Aku membuang muka. "Alina dan aku sahabatan sejak kecil. Apalagi setelah menikah, mereka membangun rumah di samping rumah kami. Hal itu membuat persahabatan kami makin erat. Aku memang sudah menganggap Alisa sebagai anakku sendiri. Maka dari itu, saat aku mendengar tangisannya, aku langsung pergi menghampirinya."

Polisi itu terlihat mengangguk-angguk. Namun, anggukannya terlihat skeptis mendengar pernyataanku. Entah apa yang dia pikirkan. Tatapannya memindai diriku dari ujung kaki sampai kepala. Membuat diri ini tidak nyaman dengan tatapannya yang setajam elang.

"Kamu tidak menangis, sahabat karibmu meninggal? Apa kamu tidak sedih dia meninggalkanmu untuk selamanya?" tanya polisi itu lagi. Dia menatapku dengan mata yang memicing. Sesekali dia mengusap-ngusap rahang tegasnya.

Pertanyaan yang dilontarkan polisi muda itu membuatku terpojok. "Aku bukannya tidak sedih Alina pergi untuk selamanya. Tapi, jika aku sekarang menangis meraung-raung karena kehilangan Alina, apa yang akan terjadi dengan anak ini? Dia pasti akan ikutan bersedih karena melihatku menangis. Maka dari itu, sekuat mungkin aku mencoba kuat di hadapannya."

Aku mengusap puncak kepala Alisa dengan dada yang sesak. Wajahnya mirip sekali dengan Alina. Wajah dan tubuh Alina yang berdarah melintas di depan mata. Aku bersumpah akan mencari tahu siapa pembunuh itu.

"Apa Anda mencurigaiku sebagai pelenyap Alina?" Terus terang kutanyakan hal itu. Namun, dia hanya menyeringai.

Polisi itu berlalu dari hadapan dan bertanya kepada warga lainnya. Dia selalu melemparkan tatapan tajam kepadaku. Membuat diri merasa risi dengan tatapannya yang sangat aneh.

Rumah Alina sekarang dihalangi oleh garis polisi. Jasadnya sudah dibawa ke rumah orang tuanya. Sekitar 50 meter dari sini. Harus melewati turunan terlebih dahulu agar sampai ke rumah orang tuanya Alina. Aku mengayunkan kaki hendak ke rumah orang tua Alina juga.

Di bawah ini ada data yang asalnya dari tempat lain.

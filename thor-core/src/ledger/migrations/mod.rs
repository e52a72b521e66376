//! Schema migrations for the ledger database

use rusqlite::Connection;

use crate::ledger::LedgerError;

/// SQL for each migration version
const MIGRATIONS: &[(&str, &str)] = &[
    ("v001_initial", include_str!("v001_initial.sql")),
    ("v002_artifacts", include_str!("v002_artifacts.sql")),
];

/// Brings a connection's schema up to date, tracking progress in
/// `PRAGMA user_version`
pub struct Migrator<'a> {
    conn: &'a Connection,
}

impl<'a> Migrator<'a> {
    pub fn new(conn: &'a Connection) -> Self {
        Self { conn }
    }

    pub fn current_version(&self) -> Result<i32, LedgerError> {
        let version: i32 = self
            .conn
            .pragma_query_value(None, "user_version", |row| row.get(0))?;
        Ok(version)
    }

    pub fn target_version(&self) -> i32 {
        MIGRATIONS.len() as i32
    }

    /// Run all pending migrations
    pub fn migrate(&self) -> Result<(), LedgerError> {
        let current = self.current_version()?;
        if current >= self.target_version() {
            return Ok(());
        }

        for (idx, (name, sql)) in MIGRATIONS.iter().enumerate() {
            let version = (idx + 1) as i32;
            if version <= current {
                continue;
            }
            tracing::info!(version, name, "running ledger migration");
            self.conn
                .execute_batch(sql)
                .map_err(|e| LedgerError::Migration(format!("{name}: {e}")))?;
            self.conn.pragma_update(None, "user_version", version)?;
        }
        Ok(())
    }
}
//! Records kept by the ledger

use std::fmt;

use chrono::{DateTime, NaiveDate, Utc};
use serde::{Deserialize, Serialize};

/// Role of a message in a conversation
#[derive(Debug, Clone, Copy, PartialEq, Eq, Serialize, Deserialize)]
#[serde(rename_all = "snake_case")]
pub enum MessageRole {
    System,
    User,
    Assistant,
}

impl MessageRole {
    /// Convert to database string representation
    pub fn as_str(&self) -> &'static str {
        match self {
            Self::System => "system",
            Self::User => "user",
            Self::Assistant => "assistant",
        }
    }

    /// Parse from database string
    pub fn parse(s: &str) -> Option<Self> {
        match s {
            "system" => Some(Self::System),
            "user" => Some(Self::User),
            "assistant" => Some(Self::Assistant),
            _ => None,
        }
    }

    fn heading(&self) -> &'static str {
        match self {
            Self::System => "System",
            Self::User => "User",
            Self::Assistant => "Assistant",
        }
    }
}

impl fmt::Display for MessageRole {
    fn fmt(&self, f: &mut fmt::Formatter<'_>) -> fmt::Result {
        f.write_str(self.as_str())
    }
}

/// One immutable conversation entry
#[derive(Debug, Clone, PartialEq, Serialize, Deserialize)]
pub struct ConversationMessage {
    /// Store-assigned sequence number
    pub id: i64,
    pub session_id: String,
    pub role: MessageRole,
    pub content: String,
    pub created_at: DateTime<Utc>,
}

/// Filter for reading messages back from a store
#[derive(Debug, Clone, Default)]
pub struct MessageFilter {
    pub session_id: Option<String>,
    pub since: Option<DateTime<Utc>>,
    /// Keep only the newest `limit` matches
    pub limit: Option<usize>,
}

impl MessageFilter {
    pub fn session(id: impl Into<String>) -> Self {
        Self {
            session_id: Some(id.into()),
            ..Self::default()
        }
    }

    pub fn since(mut self, at: DateTime<Utc>) -> Self {
        self.since = Some(at);
        self
    }

    pub fn limit(mut self, n: usize) -> Self {
        self.limit = Some(n);
        self
    }

    pub(crate) fn matches(&self, message: &ConversationMessage) -> bool {
        self.session_id
            .as_ref()
            .is_none_or(|s| *s == message.session_id)
            && self.since.is_none_or(|t| message.created_at >= t)
    }
}

/// A single billed model call
#[derive(Debug, Clone, PartialEq, Serialize, Deserialize)]
pub struct UsageRecord {
    pub model: String,
    pub cost: f64,
    pub recorded_at: DateTime<Utc>,
}

/// Spend for one calendar day
#[derive(Debug, Clone, PartialEq, Serialize, Deserialize)]
pub struct DailyUsage {
    pub date: NaiveDate,
    pub cost: f64,
    pub request_count: u64,
}

impl DailyUsage {
    pub fn empty(date: NaiveDate) -> Self {
        Self {
            date,
            cost: 0.0,
            request_count: 0,
        }
    }
}

/// Running spend, either lifetime or for one model
#[derive(Debug, Clone, Default, PartialEq, Serialize, Deserialize)]
pub struct UsageTotals {
    pub cost: f64,
    pub request_count: u64,
}

impl UsageTotals {
    pub(crate) fn add(&mut self, cost: f64) {
        self.cost += cost;
        self.request_count += 1;
    }
}

/// A named piece of content kept across sessions
#[derive(Debug, Clone, PartialEq, Serialize, Deserialize)]
pub struct Artifact {
    pub name: String,
    pub content: String,
    pub category: String,
    pub created_at: DateTime<Utc>,
    pub updated_at: DateTime<Utc>,
    pub access_count: u64,
}

/// Render a conversation as markdown
pub fn render_markdown(session_id: &str, messages: &[ConversationMessage]) -> String {
    let mut out = format!("# Conversation: {session_id}\n\n");
    for message in messages {
        out.push_str(&format!(
            "## {}\n*{}*\n\n{}\n\n---\n\n",
            message.role.heading(),
            message.created_at.format("%Y-%m-%d %H:%M:%S"),
            message.content
        ));
    }
    out
}
//! Error types for thor-core

use std::path::PathBuf;
use std::time::Duration;

use thiserror::Error;

use crate::agent::AgentId;
use crate::ledger::LedgerError;

/// Top-level error type for thor-core
#[derive(Error, Debug)]
pub enum ThorError {
    #[error("Agent error: {0}")]
    Agent(#[from] AgentError),

    #[error("Ledger error: {0}")]
    Ledger(#[from] LedgerError),

    #[error("Tool error: {0}")]
    Tool(#[from] ToolError),

    #[error("Model error: {0}")]
    Model(#[from] thor_models::Error),

    #[error("Configuration error: {0}")]
    Config(String),
}

/// Errors related to the agent registry
#[derive(Error, Debug)]
pub enum AgentError {
    #[error("Unknown agent type: {0}")]
    UnknownAgentType(String),

    #[error("Agent not found: {0}")]
    NotFound(AgentId),

    #[error("No agent types requested")]
    NoAgentsRequested,
}

/// Errors raised while an agent executes one step
#[derive(Error, Debug)]
pub enum ExecutionError {
    #[error("Model call failed: {0}")]
    Model(#[from] thor_models::Error),

    #[error("Ledger update failed: {0}")]
    Ledger(#[from] LedgerError),

    #[error("Tool failed: {0}")]
    Tool(#[from] ToolError),

    #[error("Cancelled: {0}")]
    Cancelled(String),

    #[error("Tool round limit of {0} reached")]
    ToolRoundLimit(usize),

    #[error("Execution failed: {0}")]
    Failed(String),
}

/// Errors from tool dispatch
#[derive(Error, Debug)]
pub enum ToolError {
    #[error("Unknown tool: {0}")]
    UnknownTool(String),

    #[error("Invalid arguments for {tool}: {message}")]
    InvalidArguments { tool: String, message: String },

    #[error("Path escapes the tool root: {}", .0.display())]
    PathOutsideRoot(PathBuf),

    #[error("Tool timed out after {}s", .0.as_secs())]
    Timeout(Duration),

    #[error("Tool execution refused: kill switch engaged")]
    Cancelled,

    #[error("IO error: {0}")]
    Io(#[from] std::io::Error),
}
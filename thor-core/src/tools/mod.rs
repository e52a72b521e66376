//! Tool dispatch for model-backed agents
//!
//! Models ask for tools by name with JSON arguments. [`ToolCall::parse`]
//! turns that into a closed enum, and [`ToolRunner`] executes it under a
//! timeout with every path confined to a configured root.

mod call;
mod runner;

pub use call::{SearchMatch, TOOL_NAMES, ToolCall, ToolOutput};
pub use runner::{ToolConfig, ToolRunner};
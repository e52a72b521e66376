//! Running a single agent step

use std::sync::Arc;
use std::time::{Duration, Instant};

use tokio::task::JoinError;
use tracing::{debug, warn};

use crate::agent::{AgentExecutor, AgentId, AgentRegistry, AgentStatus, AgentType};
use crate::task::StepOutcome;

/// Everything a step needs, cheap to clone into spawned tasks
#[derive(Clone)]
pub(super) struct StepRunner {
    pub(super) registry: Arc<AgentRegistry>,
    pub(super) executor: Arc<dyn AgentExecutor>,
    pub(super) step_timeout: Duration,
}

impl StepRunner {
    /// Run one step on its own task so the agent is returned to idle even if
    /// the caller stops waiting.
    pub(super) async fn run(
        &self,
        agent_id: AgentId,
        agent_type: AgentType,
        input: String,
        working: AgentStatus,
    ) -> StepOutcome {
        let runner = self.clone();
        let handle = tokio::spawn(async move {
            runner
                .execute(agent_id, agent_type, &input, working)
                .await
        });
        match handle.await {
            Ok(outcome) => outcome,
            Err(e) => self.recover(agent_id, agent_type, e).await,
        }
    }

    /// Mark the agent working, execute under the step timeout, record the
    /// outcome and release the agent.
    pub(super) async fn execute(
        &self,
        agent_id: AgentId,
        agent_type: AgentType,
        input: &str,
        working: AgentStatus,
    ) -> StepOutcome {
        let started = Instant::now();
        let Some(agent) = self.registry.get(agent_id).await else {
            return StepOutcome::failed(agent_id, agent_type, "agent no longer registered", 0);
        };

        self.set_status(agent_id, working).await;
        let result =
            tokio::time::timeout(self.step_timeout, self.executor.execute(&agent, input)).await;
        let duration_ms = started.elapsed().as_millis() as u64;

        let outcome = match result {
            Ok(Ok(output)) => {
                debug!(agent = %agent.name(), duration_ms, "step succeeded");
                StepOutcome::succeeded(agent_id, agent_type, output, duration_ms)
            }
            Ok(Err(e)) => {
                warn!(agent = %agent.name(), error = %e, "step failed");
                StepOutcome::failed(agent_id, agent_type, e.to_string(), duration_ms)
            }
            Err(_) => {
                warn!(agent = %agent.name(), timeout = ?self.step_timeout, "step timed out");
                StepOutcome::failed(
                    agent_id,
                    agent_type,
                    format!("step timed out after {}s", self.step_timeout.as_secs()),
                    duration_ms,
                )
            }
        };

        self.finish(agent_id, outcome.success).await;
        outcome
    }

    /// Clean up after a step whose task panicked or was aborted
    pub(super) async fn recover(
        &self,
        agent_id: AgentId,
        agent_type: AgentType,
        error: JoinError,
    ) -> StepOutcome {
        warn!(%agent_id, error = %error, "step task did not complete");
        self.finish(agent_id, false).await;
        StepOutcome::failed(agent_id, agent_type, format!("step panicked: {error}"), 0)
    }

    async fn finish(&self, agent_id: AgentId, success: bool) {
        if let Err(e) = self.registry.record_outcome(agent_id, success).await {
            debug!(error = %e, "could not record step outcome");
        }
        self.registry.release(agent_id).await;
    }

    async fn set_status(&self, agent_id: AgentId, status: AgentStatus) {
        if let Err(e) = self.registry.set_status(agent_id, status).await {
            debug!(error = %e, "could not update agent status");
        }
    }
}
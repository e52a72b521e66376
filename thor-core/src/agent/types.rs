//! Agent type definitions

use std::fmt;
use std::str::FromStr;

use chrono::{DateTime, Utc};
use serde::{Deserialize, Serialize};
use uuid::Uuid;

use crate::error::AgentError;

/// Unique identifier for an agent
#[derive(Debug, Clone, Copy, PartialEq, Eq, PartialOrd, Ord, Hash, Serialize, Deserialize)]
pub struct AgentId(pub Uuid);

impl AgentId {
    /// Create a new agent ID using UUID v7 (time-ordered)
    pub fn new() -> Self {
        Self(Uuid::now_v7())
    }
}

impl Default for AgentId {
    fn default() -> Self {
        Self::new()
    }
}

impl fmt::Display for AgentId {
    fn fmt(&self, f: &mut fmt::Formatter<'_>) -> fmt::Result {
        write!(f, "{}", self.0)
    }
}

/// Specialisation of an agent
///
/// Determines the agent's capabilities and execution profile.
#[derive(Debug, Clone, Copy, PartialEq, Eq, PartialOrd, Ord, Hash, Serialize, Deserialize)]
#[serde(rename_all = "lowercase")]
pub enum AgentType {
    Business,
    Legal,
    Science,
    Healthcare,
    Financial,
    Technical,
    Creative,
}

impl AgentType {
    pub const ALL: [AgentType; 7] = [
        AgentType::Business,
        AgentType::Legal,
        AgentType::Science,
        AgentType::Healthcare,
        AgentType::Financial,
        AgentType::Technical,
        AgentType::Creative,
    ];

    pub fn as_str(&self) -> &'static str {
        match self {
            AgentType::Business => "business",
            AgentType::Legal => "legal",
            AgentType::Science => "science",
            AgentType::Healthcare => "healthcare",
            AgentType::Financial => "financial",
            AgentType::Technical => "technical",
            AgentType::Creative => "creative",
        }
    }

    /// Fixed capability set for this type.
    pub fn capabilities(&self) -> &'static [&'static str] {
        match self {
            AgentType::Business => &["market_analysis", "strategy", "competitive_intelligence"],
            AgentType::Legal => &["contract_review", "compliance", "legal_research"],
            AgentType::Science => &["research", "data_analysis", "literature_review"],
            AgentType::Healthcare => &["clinical_review", "medical_research", "patient_guidance"],
            AgentType::Financial => &["financial_analysis", "risk_assessment", "compliance_check"],
            AgentType::Technical => &["code_review", "architecture", "debugging"],
            AgentType::Creative => &["writing", "ideation", "editing"],
        }
    }

    /// Execution profile used when building prompts for this type.
    pub fn profile(&self) -> AgentProfile {
        let mut profile = AgentProfile {
            max_tokens: 4000,
            temperature: 0.7,
            specialization: format!("{}_analysis", self.as_str()),
            flags: Vec::new(),
        };
        match self {
            AgentType::Legal => {
                profile.specialization = "legal_analysis".into();
                profile.flags = vec!["citation_required".into(), "jurisdiction: general".into()];
            }
            AgentType::Financial => {
                profile.specialization = "financial_analysis".into();
                profile.flags = vec!["risk_assessment".into(), "compliance_check".into()];
            }
            AgentType::Business => {
                profile.specialization = "business_strategy".into();
                profile.flags = vec!["market_analysis".into(), "competitive_intelligence".into()];
            }
            _ => {}
        }
        profile
    }
}

impl fmt::Display for AgentType {
    fn fmt(&self, f: &mut fmt::Formatter<'_>) -> fmt::Result {
        f.write_str(self.as_str())
    }
}

impl FromStr for AgentType {
    type Err = AgentError;

    fn from_str(s: &str) -> Result<Self, Self::Err> {
        let normalized = s.trim().to_ascii_lowercase();
        AgentType::ALL
            .into_iter()
            .find(|t| t.as_str() == normalized)
            .ok_or_else(|| AgentError::UnknownAgentType(s.to_string()))
    }
}

/// Agent execution status
#[derive(
    Debug, Clone, Copy, PartialEq, Eq, PartialOrd, Ord, Hash, Serialize, Deserialize, Default,
)]
#[serde(rename_all = "lowercase")]
pub enum AgentStatus {
    /// Waiting for work
    #[default]
    Idle,
    /// Running a sequential or supervisor step
    Active,
    /// Running one of several concurrent steps
    Busy,
    /// Marked faulty by an operator
    Error,
    /// Taken out of rotation
    Offline,
}

impl AgentStatus {
    pub fn as_str(&self) -> &'static str {
        match self {
            AgentStatus::Idle => "idle",
            AgentStatus::Active => "active",
            AgentStatus::Busy => "busy",
            AgentStatus::Error => "error",
            AgentStatus::Offline => "offline",
        }
    }
}

impl fmt::Display for AgentStatus {
    fn fmt(&self, f: &mut fmt::Formatter<'_>) -> fmt::Result {
        f.write_str(self.as_str())
    }
}

/// Per-type execution settings
#[derive(Debug, Clone, PartialEq, Serialize, Deserialize)]
pub struct AgentProfile {
    pub max_tokens: u32,
    pub temperature: f32,
    pub specialization: String,
    pub flags: Vec<String>,
}

impl AgentProfile {
    /// System prompt describing the agent's role to the model.
    pub fn system_prompt(&self, agent_type: AgentType) -> String {
        let mut prompt = format!(
            "You are a {agent_type} specialist agent working as part of a coordinated team. \
             Your specialization is {}.",
            self.specialization.replace('_', " ")
        );
        if !self.flags.is_empty() {
            prompt.push_str(" Always apply: ");
            prompt.push_str(&self.flags.join(", ").replace('_', " "));
            prompt.push('.');
        }
        prompt.push_str(" Be concise and concrete.");
        prompt
    }
}

/// Success counters for an agent
#[derive(Debug, Clone, Default, PartialEq, Serialize, Deserialize)]
pub struct AgentMetrics {
    pub tasks_completed: u64,
    pub tasks_failed: u64,
    pub last_active: Option<DateTime<Utc>>,
}

impl AgentMetrics {
    /// completed / (completed + failed), or 1.0 before the first task.
    pub fn success_rate(&self) -> f64 {
        let total = self.tasks_completed + self.tasks_failed;
        if total == 0 {
            1.0
        } else {
            self.tasks_completed as f64 / total as f64
        }
    }

    pub(crate) fn record(&mut self, success: bool, at: DateTime<Utc>) {
        if success {
            self.tasks_completed += 1;
        } else {
            self.tasks_failed += 1;
        }
        self.last_active = Some(at);
    }
}

/// A registered agent
#[derive(Debug, Clone, PartialEq, Serialize, Deserialize)]
pub struct Agent {
    pub id: AgentId,
    pub agent_type: AgentType,
    pub status: AgentStatus,
    pub capabilities: Vec<String>,
    pub metrics: AgentMetrics,
    pub profile: AgentProfile,
    pub created_at: DateTime<Utc>,
}

impl Agent {
    /// Create an idle agent of the given type
    pub fn new(agent_type: AgentType, created_at: DateTime<Utc>) -> Self {
        Self {
            id: AgentId::new(),
            agent_type,
            status: AgentStatus::Idle,
            capabilities: agent_type
                .capabilities()
                .iter()
                .map(|c| c.to_string())
                .collect(),
            metrics: AgentMetrics::default(),
            profile: agent_type.profile(),
            created_at,
        }
    }

    /// Short display name, e.g. `legal-0192f3a1`
    pub fn name(&self) -> String {
        let id = self.id.to_string();
        format!("{}-{}", self.agent_type, &id[id.len() - 8..])
    }
}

"Tunggu!" Tiba-tiba lenganku dicekal oleh polisi muda itu.

Aku gegas menarik tanganku kasar darinya. Menatap dia tajam. "Lancang!" seruku.

Dia memasang tampang datar. "Urusan kita belum selesai!" tandasnya menatapku sangat tajam, setajam elang mengintai anak ayam.

Aku tidak menghiraukan ucapan polisi itu. Kembali melanjutkan langkah menuju ke rumah orang tua Alina. Mamah yang sedari tadi hanya menonton percakapanku dengan polisi muda itu menjadi cemas. Takut anaknya ini sampai dipenjara.

"Mamah tenang aja. Tania, 'kan, enggak salah. Jadi enggak mungkin dipenjara." Aku mencoba menetralkan perasaannya.

Sesampainya di rumah orang tua Alina, di ruang keluarga yang cukup luas itu, Bu Sarti---ibunya Alina langsung menatapku tajam dengan matanya yang memerah. Terlihat tangan wanita paruh baya itu mengepal erat. Dia bangkit berdiri tanpa melepaskan tatapan sengit kepadaku.

'Plak!'

Tamparan kasar darinya mendarat di pipiku. "Ini semua gara-gara kamu! Anak saya mati gara-gara kamu!" teriakknya keras.